Через несколько минут он действительно ушел и навсегда оставил во мне впечатление чего-то очень добротного и очень приятного, но уж никак не писателя со всемирной славой… Дай Бог ему мира и покоя!
«К писателям мира»*
«Группа русских писателей» прислала в Париж из России — «с великим риском, с риском для жизни», по ее собственному выражению, — свой крик о спасении, обращенный «к писателям мира».

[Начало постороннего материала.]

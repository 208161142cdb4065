//! Item placement when a mushroom (re-)enters play

use glam::Vec2;
use rand::{Rng, SeedableRng};
use rand_pcg::Pcg32;

use super::entity::{Entity, EntityKind};

/// Picks a random column just above the screen.
///
/// All randomness in a run flows through this one seeded generator, so a
/// fixed seed plus a fixed input sequence replays identically.
#[derive(Debug, Clone)]
pub struct SpawnPolicy {
    rng: Pcg32,
}

impl SpawnPolicy {
    pub fn new(seed: u64) -> Self {
        Self {
            rng: Pcg32::seed_from_u64(seed),
        }
    }

    /// Top-left position for an item entering play.
    ///
    /// `x` is uniform over `[0, screen_width - item_width]`, `y` hides the
    /// item just above the visible area. Items wider than the screen are
    /// pinned to `x = 0`.
    pub fn spawn(
        &mut self,
        _kind: EntityKind,
        screen_width: f32,
        item_width: f32,
        item_height: f32,
    ) -> Vec2 {
        let max_x = (screen_width - item_width).max(0.0);
        let x = self.rng.random_range(0.0..=max_x);
        Vec2::new(x, -item_height)
    }

    /// Move an existing item back to the top
    pub fn respawn(&mut self, item: &mut Entity, screen_width: f32) {
        let size = item.bounds.size;
        item.bounds.pos = self.spawn(item.kind, screen_width, size.x, size.y);
    }
}
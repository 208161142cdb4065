//! Mushroom Collector - a falling-item arcade game
//!
//! Core modules:
//! - `sim`: Deterministic simulation (spawning, collisions, difficulty, game state)
//! - `controller`: Human and learned-policy controllers driving the basket
//! - `session`: Fixed frame-rate loop wiring the sim to render/audio sinks
//! - `render` / `audio`: Headless sinks for the renderable and audible state
//! - `training`: Neuroevolution harness producing learned policies
//! - `settings`: Data-driven game tuning

pub mod audio;
pub mod controller;
pub mod error;
pub mod render;
pub mod session;
pub mod settings;
pub mod sim;
pub mod training;

pub use error::{Error, Result};
pub use settings::Settings;

/// Rules of the game that are not tunable
pub mod consts {
    /// Collections per difficulty milestone
    pub const MILESTONE: u32 = 5;
    /// Poisonous catches that end the run
    pub const POISON_LIMIT: u32 = 5;
    /// Every Nth collection plays the collected cue
    pub const COLLECTED_CUE_EVERY: u32 = 5;

    /// Default screen dimensions (pixels)
    pub const SCREEN_WIDTH: f32 = 700.0;
    pub const SCREEN_HEIGHT: f32 = 550.0;
    pub const FPS: u32 = 60;

    /// Fall speed at the start of a run (pixels/s)
    pub const BASE_FALL_SPEED: f32 = 150.0;
    /// Added to the fall speed increment at every milestone
    pub const FALL_SPEED_STEP: u32 = 10;
    /// Starting value of the fall speed increment
    pub const INITIAL_FALL_SPEED_INCREMENT: u32 = 1;

    /// Basket defaults
    pub const COLLECTOR_WIDTH: f32 = 132.0;
    pub const COLLECTOR_HEIGHT: f32 = 120.0;
    pub const COLLECTOR_Y: f32 = 430.0;

    /// Mushroom sprite size
    pub const ITEM_WIDTH: f32 = 64.0;
    pub const ITEM_HEIGHT: f32 = 64.0;

    /// Horizontal basket speeds (pixels/s)
    pub const HUMAN_SPEED: f32 = 300.0;
    pub const POLICY_SPEED: f32 = 150.0;

    /// Time the game over screen stays up before the run ends
    pub const GAME_OVER_DELAY_SECS: f32 = 3.0;
}
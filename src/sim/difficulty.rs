//! Fall speed escalation
//!
//! Speed is bucketed by completed milestones (every 5 collections), and the
//! per-milestone step itself grows at each milestone. Growth is therefore
//! steeper than linear in the number of collections:
//!
//! ```text
//! speed = base + increment * (collected / 5)
//! ```

use serde::{Deserialize, Serialize};

use super::state::GameState;
use crate::Settings;
use crate::consts::{BASE_FALL_SPEED, FALL_SPEED_STEP, MILESTONE};

#[derive(Debug, Clone, Copy, PartialEq, Serialize, Deserialize)]
pub struct DifficultyController {
    /// Fall speed with zero milestones (pixels/s)
    pub base_speed: f32,
    /// Added to `fall_speed_increment` at every milestone
    pub step: u32,
}

impl Default for DifficultyController {
    fn default() -> Self {
        Self {
            base_speed: BASE_FALL_SPEED,
            step: FALL_SPEED_STEP,
        }
    }
}

impl DifficultyController {
    pub fn from_settings(settings: &Settings) -> Self {
        Self {
            base_speed: settings.base_fall_speed,
            step: settings.fall_speed_step,
        }
    }

    /// Current fall speed in pixels per second
    pub fn current_fall_speed(&self, state: &GameState) -> f32 {
        let milestones = state.collected_count / MILESTONE;
        // Float math: a large step must not overflow the integer counters
        self.base_speed + state.fall_speed_increment as f32 * milestones as f32
    }

    /// Bump the increment if the latest collection completed a milestone.
    ///
    /// Call once after each collection. Returns true when the increment grew.
    pub fn on_collected(&self, state: &mut GameState) -> bool {
        if state.collected_count == 0 || state.collected_count % MILESTONE != 0 {
            return false;
        }
        state.fall_speed_increment = state.fall_speed_increment.saturating_add(self.step);
        log::debug!(
            "Milestone at {} collected: increment {}, fall speed {}",
            state.collected_count,
            state.fall_speed_increment,
            self.current_fall_speed(state)
        );
        true
    }
}
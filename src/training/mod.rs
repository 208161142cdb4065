//! Neuroevolution of basket-steering policies
//!
//! Every genome plays its own runs with its own basket and its own
//! `GameState`, so each catch counts toward exactly one genome's fitness.
//! Evaluation is embarrassingly parallel; selection and reproduction run on
//! a single seeded RNG so a training run replays identically for a seed.

pub mod config;
pub mod genome;

pub use config::TrainingConfig;
pub use genome::Genome;

use rand::{Rng, SeedableRng};
use rand_pcg::Pcg32;
use rayon::prelude::*;

use crate::Settings;
use crate::controller::LearnedPolicy;
use crate::error::{Error, Result};
use crate::sim::{GameState, tick};

/// Fitness spread of one generation
#[derive(Debug, Clone, Copy, PartialEq)]
pub struct GenerationReport {
    pub generation: u32,
    pub best: f32,
    pub mean: f32,
    pub worst: f32,
}

#[derive(Debug, Clone)]
pub struct TrainingSummary {
    /// Fittest genome of the last evaluated generation
    pub winner: Genome,
    pub history: Vec<GenerationReport>,
    /// Whether `fitness_threshold` was reached
    pub solved: bool,
}

/// Seed for one trial; every genome of a generation faces the same drops
pub fn trial_seed(base: u64, generation: u32, trial: u32) -> u64 {
    base.wrapping_mul(2654435761)
        .wrapping_add((generation as u64) << 16)
        .wrapping_add(trial as u64)
}

/// Play one trial and return the beneficial catches
pub fn run_trial(
    genome: &Genome,
    config: &TrainingConfig,
    settings: &Settings,
    seed: u64,
) -> Result<u32> {
    let network = genome.to_network()?;
    let mut policy = LearnedPolicy::new(network, settings.policy_speed);
    let mut state = GameState::with_layout(seed, settings, &config.item_kinds);
    let dt = settings.dt();

    while !state.is_over() && state.time_ticks < config.max_ticks_per_trial {
        tick(&mut state, &mut policy, dt);
    }

    Ok(state.collected_count)
}

/// Mean catches over `trials_per_genome` trials
pub fn evaluate_genome(
    genome: &Genome,
    config: &TrainingConfig,
    settings: &Settings,
    generation: u32,
) -> f32 {
    let mut total = 0u64;
    for trial in 0..config.trials_per_genome {
        let seed = trial_seed(config.seed, generation, trial);
        match run_trial(genome, config, settings, seed) {
            Ok(catches) => total += catches as u64,
            Err(err) => {
                log::warn!("Genome can't be evaluated: {err}");
                return 0.0;
            }
        }
    }
    total as f32 / config.trials_per_genome as f32
}

pub struct Population {
    genomes: Vec<Genome>,
    generation: u32,
    rng: Pcg32,
    config: TrainingConfig,
    settings: Settings,
}

impl Population {
    /// Random initial population
    pub fn new(config: TrainingConfig, settings: Settings) -> Result<Self> {
        config.validate()?;
        settings.validate()?;

        let mut rng = Pcg32::seed_from_u64(config.seed);
        let genomes = (0..config.population_size)
            .map(|_| Genome::random(config.hidden_neurons, config.weight_init_range, &mut rng))
            .collect();

        Ok(Self {
            genomes,
            generation: 0,
            rng,
            config,
            settings,
        })
    }

    /// Start from explicit genomes instead of random ones
    pub fn from_genomes(
        genomes: Vec<Genome>,
        config: TrainingConfig,
        settings: Settings,
    ) -> Result<Self> {
        config.validate()?;
        settings.validate()?;
        if genomes.is_empty() {
            return Err(Error::InvalidConfig("population needs at least one genome".into()));
        }
        let rng = Pcg32::seed_from_u64(config.seed);
        Ok(Self {
            genomes,
            generation: 0,
            rng,
            config,
            settings,
        })
    }

    pub fn generation(&self) -> u32 {
        self.generation
    }

    pub fn genomes(&self) -> &[Genome] {
        &self.genomes
    }

    /// Score every genome in parallel
    pub fn evaluate(&mut self) -> GenerationReport {
        let generation = self.generation;
        let config = &self.config;
        let settings = &self.settings;
        self.genomes.par_iter_mut().for_each(|genome| {
            genome.fitness = evaluate_genome(genome, config, settings, generation);
        });

        let fitness = self.genomes.iter().map(|g| g.fitness);
        let best = fitness.clone().fold(f32::MIN, f32::max);
        let worst = fitness.clone().fold(f32::MAX, f32::min);
        let mean = fitness.sum::<f32>() / self.genomes.len() as f32;

        let report = GenerationReport {
            generation,
            best,
            mean,
            worst,
        };
        log::info!(
            "Generation {}: best {:.1}, mean {:.2}, worst {:.1}",
            report.generation,
            report.best,
            report.mean,
            report.worst
        );
        report
    }

    /// Fittest genome from the latest evaluation
    pub fn best(&self) -> Option<&Genome> {
        self.genomes
            .iter()
            .max_by(|a, b| a.fitness.total_cmp(&b.fitness))
    }

    /// Replace the population with the next generation
    pub fn evolve(&mut self) {
        let mut ranked: Vec<&Genome> = self.genomes.iter().collect();
        ranked.sort_by(|a, b| b.fitness.total_cmp(&a.fitness));

        let mut next: Vec<Genome> = ranked
            .iter()
            .take(self.config.elitism)
            .map(|g| Genome {
                fitness: 0.0,
                ..(*g).clone()
            })
            .collect();

        while next.len() < self.config.population_size {
            let a = tournament(&self.genomes, self.config.tournament_size, &mut self.rng);
            let mut child = if self.rng.random::<f32>() < self.config.crossover_rate {
                let b = tournament(&self.genomes, self.config.tournament_size, &mut self.rng);
                a.crossover(b, &mut self.rng)
            } else {
                Genome {
                    fitness: 0.0,
                    ..a.clone()
                }
            };
            child.mutate(self.config.mutation_rate, self.config.mutation_power, &mut self.rng);
            next.push(child);
        }

        self.genomes = next;
        self.generation += 1;
    }
}

/// Fittest of `size` randomly drawn genomes
fn tournament<'a>(genomes: &'a [Genome], size: usize, rng: &mut impl Rng) -> &'a Genome {
    let mut best = &genomes[rng.random_range(0..genomes.len())];
    for _ in 1..size {
        let candidate = &genomes[rng.random_range(0..genomes.len())];
        if candidate.fitness > best.fitness {
            best = candidate;
        }
    }
    best
}

/// Evolve until the fitness threshold or the generation limit
pub fn train(config: TrainingConfig, settings: Settings) -> Result<TrainingSummary> {
    let generations = config.generations;
    let threshold = config.fitness_threshold;
    log::info!(
        "Training {} genomes for up to {} generations",
        config.population_size,
        generations
    );

    let mut population = Population::new(config, settings)?;
    let mut history = Vec::new();
    let mut solved = false;

    loop {
        let report = population.evaluate();
        history.push(report);
        if report.best >= threshold {
            solved = true;
            break;
        }
        if population.generation() + 1 >= generations {
            break;
        }
        population.evolve();
    }

    let winner = population
        .best()
        .cloned()
        .ok_or_else(|| Error::InvalidConfig("empty population".into()))?;
    log::info!(
        "Best genome after {} generations: fitness {:.1}{}",
        history.len(),
        winner.fitness,
        if solved { " (threshold reached)" } else { "" }
    );

    Ok(TrainingSummary {
        winner,
        history,
        solved,
    })
}
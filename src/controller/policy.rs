//! Learned-policy basket controller
//!
//! A policy maps the three normalized observation inputs to one scalar.
//! Below 0.5 means left, anything else means right; the basket never idles.

use serde::{Deserialize, Serialize};

use super::{Controller, Decision, Observation};
use crate::error::{Error, Result};

/// Number of network inputs: basket x, item x, item y
pub const POLICY_INPUTS: usize = 3;

/// Output threshold separating left from right
pub const DECISION_THRESHOLD: f32 = 0.5;

/// Observation -> scalar decision function
pub trait PolicyFn {
    fn evaluate(&self, inputs: [f32; POLICY_INPUTS]) -> f32;
}

impl<F> PolicyFn for F
where
    F: Fn([f32; POLICY_INPUTS]) -> f32,
{
    fn evaluate(&self, inputs: [f32; POLICY_INPUTS]) -> f32 {
        self(inputs)
    }
}

#[inline]
fn sigmoid(x: f32) -> f32 {
    1.0 / (1.0 + (-x).exp())
}

/// Fully connected 3 -> H -> 1 network with sigmoid activations.
///
/// With zero hidden neurons the inputs feed the output directly.
#[derive(Debug, Clone, PartialEq, Serialize, Deserialize)]
pub struct FeedForwardNetwork {
    /// Per hidden neuron: input weights followed by bias
    hidden: Vec<[f32; POLICY_INPUTS + 1]>,
    /// Output weights (one per hidden neuron, or per input when there is no
    /// hidden layer) followed by bias
    output: Vec<f32>,
}

impl FeedForwardNetwork {
    /// Flat weight count for a network with `hidden` hidden neurons
    pub fn weight_count(hidden: usize) -> usize {
        if hidden == 0 {
            POLICY_INPUTS + 1
        } else {
            hidden * (POLICY_INPUTS + 1) + hidden + 1
        }
    }

    /// Build from a flat weight vector laid out hidden layer first
    pub fn from_weights(hidden: usize, weights: &[f32]) -> Result<Self> {
        let expected = Self::weight_count(hidden);
        if weights.len() != expected {
            return Err(Error::InvalidConfig(format!(
                "network with {hidden} hidden neurons needs {expected} weights, got {}",
                weights.len()
            )));
        }

        let split = hidden * (POLICY_INPUTS + 1);
        let (hidden_weights, output) = weights.split_at(split);
        let hidden = hidden_weights
            .chunks_exact(POLICY_INPUTS + 1)
            .map(|chunk| {
                let mut neuron = [0.0; POLICY_INPUTS + 1];
                neuron.copy_from_slice(chunk);
                neuron
            })
            .collect();

        Ok(Self {
            hidden,
            output: output.to_vec(),
        })
    }

    pub fn hidden_neurons(&self) -> usize {
        self.hidden.len()
    }

    /// Forward pass, output in (0, 1)
    pub fn activate(&self, inputs: [f32; POLICY_INPUTS]) -> f32 {
        let Some((&bias, weights)) = self.output.split_last() else {
            return DECISION_THRESHOLD;
        };

        let sum = if self.hidden.is_empty() {
            weights.iter().zip(inputs).map(|(w, x)| w * x).sum::<f32>()
        } else {
            self.hidden
                .iter()
                .zip(weights)
                .map(|(neuron, w)| {
                    let pre = neuron[..POLICY_INPUTS]
                        .iter()
                        .zip(inputs)
                        .map(|(nw, x)| nw * x)
                        .sum::<f32>()
                        + neuron[POLICY_INPUTS];
                    w * sigmoid(pre)
                })
                .sum::<f32>()
        };

        sigmoid(sum + bias)
    }
}

impl PolicyFn for FeedForwardNetwork {
    fn evaluate(&self, inputs: [f32; POLICY_INPUTS]) -> f32 {
        self.activate(inputs)
    }
}

/// Controller backed by an externally trained policy
#[derive(Debug, Clone)]
pub struct LearnedPolicy<P: PolicyFn> {
    policy: P,
    speed: f32,
}

impl<P: PolicyFn> LearnedPolicy<P> {
    pub fn new(policy: P, speed: f32) -> Self {
        Self { policy, speed }
    }

    pub fn policy(&self) -> &P {
        &self.policy
    }
}

impl<P: PolicyFn> Controller for LearnedPolicy<P> {
    fn decide(&mut self, observation: &Observation) -> Decision {
        let output = self.policy.evaluate(observation.normalized());
        if output < DECISION_THRESHOLD {
            Decision::MoveLeft
        } else {
            Decision::MoveRight
        }
    }

    fn speed(&self) -> f32 {
        self.speed
    }
}

#[cfg(test)]
mod tests {
    use super::*;

    fn observation(collector_x: f32, item_x: f32) -> Observation {
        Observation {
            collector_x,
            nearest_item_x: item_x,
            nearest_item_y: 100.0,
            arena_width: 700.0,
            arena_height: 550.0,
        }
    }

    #[test]
    fn test_threshold_mapping() {
        let mut left = LearnedPolicy::new(|_: [f32; 3]| 0.49, 150.0);
        let mut right = LearnedPolicy::new(|_: [f32; 3]| 0.51, 150.0);
        let mut exact = LearnedPolicy::new(|_: [f32; 3]| 0.5, 150.0);
        let obs = observation(0.0, 0.0);
        assert_eq!(left.decide(&obs), Decision::MoveLeft);
        assert_eq!(right.decide(&obs), Decision::MoveRight);
        // Always moving, never Hold
        assert_eq!(exact.decide(&obs), Decision::MoveRight);
        assert_eq!(left.speed(), 150.0);
    }

    #[test]
    fn test_chasing_policy_follows_item() {
        // item_x - collector_x > 0 pushes the output above 0.5
        let chase = |inputs: [f32; 3]| sigmoid(20.0 * (inputs[1] - inputs[0]));
        let mut policy = LearnedPolicy::new(chase, 150.0);
        assert_eq!(policy.decide(&observation(100.0, 500.0)), Decision::MoveRight);
        assert_eq!(policy.decide(&observation(500.0, 100.0)), Decision::MoveLeft);
    }

    #[test]
    fn test_weight_counts() {
        assert_eq!(FeedForwardNetwork::weight_count(0), 4);
        assert_eq!(FeedForwardNetwork::weight_count(4), 21);
        assert!(FeedForwardNetwork::from_weights(4, &[0.0; 20]).is_err());
        let net = FeedForwardNetwork::from_weights(4, &[0.0; 21]).unwrap();
        assert_eq!(net.hidden_neurons(), 4);
    }

    #[test]
    fn test_zero_weights_output_half() {
        let net = FeedForwardNetwork::from_weights(3, &[0.0; 16]).unwrap();
        assert!((net.activate([0.3, 0.7, 0.1]) - 0.5).abs() < 1e-6);
    }

    #[test]
    fn test_direct_network() {
        // output = sigmoid(10 * (item_x - collector_x))
        let net = FeedForwardNetwork::from_weights(0, &[-10.0, 10.0, 0.0, 0.0]).unwrap();
        assert!(net.activate([0.1, 0.9, 0.0]) > 0.5);
        assert!(net.activate([0.9, 0.1, 0.0]) < 0.5);

        let mut controller = LearnedPolicy::new(net, 150.0);
        assert_eq!(controller.decide(&observation(50.0, 600.0)), Decision::MoveRight);
    }
}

Представители великой русской литературы, внесшей в сокровищницу мировой литературы бесценные дары, влиявшие на жизнь всех цивилизованных народов, вопиют из той преисподней, в которую обращена ныне вся великая страна наша:
— «Почему вы, прозорливцы, проникающие в глубины души человеческой, в душу эпох и народов, вы, ухо, глаз и совесть мира, почему вы проходите мимо нас, обреченных грызть цепи нашей тюрьмы? Почему вы, воспитанные на творениях также и наших гениев слова, молчите, когда идет удушение нашей литературы в ее зрелых плодах и ее зародышах? Послушайте нас, откликнетесь! Нам нужна только ваша моральная поддержка, ваше моральное осуждение жесточайшей из деспотий, которой является коммунистическая власть в России. Ваш голос нужен не только нам и России. Подумайте и о самих себе: с дьявольской энергией, во всей своей величине видимой только нам, ваши народы толкаются на тот же путь ужасов и крови, на который десять лет тому назад был столкнут наш народ. Мы лично гибнем. Многие из нас уже не в состоянии передать пережитый нами страшный опыт потомкам. Познайте его, изучите, вы, свободные! Сделайте это — нам легче будет умирать. Из нашей могилы заклинаем вас: вслушайтесь, вчитайтесь, вдумайтесь в наше слово!».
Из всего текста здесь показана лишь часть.